The Systemic Implications of Evergrande

The repercussions from the demise of Evergrande rumble on and we have very little to add as to where it is going and who else will get dragged down (please see our post from last Friday Evergrande? Ever thus). It certainly won’t be the only Chinese developer to fail. No doubt there will be plenty of pain across the financial sector, especially in smaller banks and the murky world of “shadow banking”.

We would rather re-visit the old “systemic risk” chestnut. Potentially, Evergrande is a symptom of the last gasp of one of the greatest property booms known to mankind. The urbanisation of China’s vast population has required such a boom, and we have never been a buyer of the “ghost city” rhetoric since the broad inventory statistics and practical experience do not back it up. However, the demographics do not lie: the population is peaking and also ageing rapidly.

Oddly, the real surprise from the latest census was that China’s urbanisation rate appears to be re-accelerating, we suspect thanks to the relaxation of the Hukou system, allowing more migrant workers to settle wherever they want.

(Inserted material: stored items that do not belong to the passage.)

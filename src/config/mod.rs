mod credentials;
mod errors;
mod paths;
mod purge;
mod store;

pub use credentials::{CredentialSink, PassFile};
pub use errors::ConfigError;
pub use paths::{CONFIG_DIR_ENV, ConfigPaths, config_paths, log_file_path, resolve_config_dir, set_config_paths};
pub use purge::{ConfigPurge, DirectoryPurge};
pub use store::{
    ConfigStore, KEY_CUSTOM_DNS, KEY_DEFAULT_PROTOCOL, KEY_DNS_LEAK_PROTECTION, KEY_KILLSWITCH, KEY_SPLIT_TUNNEL, KEY_SPLIT_TUNNEL_IPS,
    KEY_TIER, KEY_USERNAME, LIST_DELIMITER, SettingWrite, UNSET_VALUE, USER_SECTION, YamlSettingsStore, get_index, get_list, join_list,
};
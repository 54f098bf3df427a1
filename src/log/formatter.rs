use crate::log::LogLevel;
use chrono::Local;

#[derive(Clone)]
pub struct LogFormatter {
    include_timestamp: bool,
}

impl LogFormatter {
    pub fn new(include_timestamp: bool) -> Self {
        Self { include_timestamp }
    }

    pub fn format(&self, level: LogLevel, message: &str) -> String {
        let mut formatted = String::new();

        if self.include_timestamp {
            formatted.push_str(&Local::now().format("%Y-%m-%d %H:%M:%S%.3f").to_string());
            formatted.push(' ');
        }

        formatted.push_str(&format!("[{}] ", level.as_str()));
        // One entry per line, whatever the message contains.
        formatted.push_str(&message.replace(['\n', '\r'], " "));

        formatted
    }
}

impl Default for LogFormatter {
    fn default() -> Self {
        Self::new(true)
    }
}

#[cfg(test)]
#[path = "../test/log/formatter.rs"]
mod tests;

But this is probably a temporary reprieve, another decade perhaps! In any case, Chinese housing has long been more about upgrading, rather than providing a roof over one’s head. So China’s overall GDP Growth, for what that number is worth, is losing one of its biggest props. That is a major challenge, but can only re-inforce efforts to refocus growth on other areas of consumption.

So what gives, “systemically”? Broader economic growth rates? Yes, likely slower. Broader interest rates? Lower looks more likely, outside the world of property developer bonds. The Renminbi? Maybe lower, but this will only fuel China’s already booming exports. Overall debt to GDP? High but plateauing, and mostly domestic (outside the developers!). So overall, we do not see disaster here.

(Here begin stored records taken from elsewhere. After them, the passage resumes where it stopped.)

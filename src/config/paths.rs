//! Configuration directory resolution.
//!
//! Priority: `--config-dir` flag, then `VPNSET_CONFIG_DIR`, then `~/.vpnset`.

use super::ConfigError;
use crate::log_debug;
use once_cell::sync::OnceCell;
use std::{
    env,
    ffi::OsString,
    path::{Path, PathBuf},
};

pub const CONFIG_DIR_ENV: &str = "VPNSET_CONFIG_DIR";
const DEFAULT_DIR_NAME: &str = ".vpnset";
const SETTINGS_FILE_NAME: &str = "settings.yaml";
const PASSFILE_NAME: &str = "passfile";
const PID_FILE_NAME: &str = "vpn.pid";
const LOG_DIR_NAME: &str = "logs";
const LOG_FILE_NAME: &str = "vpnset.log";

static CONFIG_PATHS: OnceCell<ConfigPaths> = OnceCell::new();

/// Every file the editor touches, derived from one root directory.
#[derive(Debug, Clone, PartialEq, Eq)]
pub struct ConfigPaths {
    root: PathBuf,
}

impl ConfigPaths {
    pub fn new(root: impl Into<PathBuf>) -> Self {
        Self { root: root.into() }
    }

    pub fn root(&self) -> &Path {
        &self.root
    }

    pub fn settings_file(&self) -> PathBuf {
        self.root.join(SETTINGS_FILE_NAME)
    }

    pub fn passfile(&self) -> PathBuf {
        self.root.join(PASSFILE_NAME)
    }

    pub fn pid_file(&self) -> PathBuf {
        self.root.join(PID_FILE_NAME)
    }

    pub fn log_file(&self) -> PathBuf {
        self.root.join(LOG_DIR_NAME).join(LOG_FILE_NAME)
    }
}

/// Resolve the configuration directory from the flag, environment and home directory.
pub fn resolve_config_dir(flag: Option<&Path>) -> Result<ConfigPaths, ConfigError> {
    resolve_from(flag, env::var_os(CONFIG_DIR_ENV), dirs::home_dir())
}

fn resolve_from(flag: Option<&Path>, env_value: Option<OsString>, home: Option<PathBuf>) -> Result<ConfigPaths, ConfigError> {
    if let Some(dir) = flag {
        return Ok(ConfigPaths::new(dir));
    }

    if let Some(value) = env_value.filter(|value| !value.is_empty()) {
        return Ok(ConfigPaths::new(PathBuf::from(value)));
    }

    let home = home.ok_or(ConfigError::HomeDirectoryNotFound)?;
    Ok(ConfigPaths::new(home.join(DEFAULT_DIR_NAME)))
}

/// Publish the resolved paths for the rest of the process. Only the first call wins.
pub fn set_config_paths(paths: ConfigPaths) {
    let root = paths.root().to_path_buf();
    if CONFIG_PATHS.set(paths).is_ok() {
        log_debug!("Using configuration directory {}", root.display());
    }
}

pub fn config_paths() -> Option<&'static ConfigPaths> {
    CONFIG_PATHS.get()
}

pub fn log_file_path() -> Option<PathBuf> {
    config_paths().map(ConfigPaths::log_file)
}

#[cfg(test)]
#[path = "../test/config/paths.rs"]
mod tests;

Who knows where Chinese property prices are going, but one would suspect this is not an overly positive development. But the broadening of the Chinese household balance sheet, (which, on aggregate, is under-leveraged) away from its heavy reliance on property and cash, into other wealth management areas (equities, mutual funds perhaps?) is an area of huge potential growth. This can only accelerate this trend.

We strongly believe that the rapid growth of, say, electric vehicles, dairy consumption, athletic wear, mass market cosmetic brands, convenience shopping and food delivery, will continue. And the best companies in these sectors, which are ungeared and cash generative, will continue to thrive. As it happens, valuations of these have just got a lot more attractive.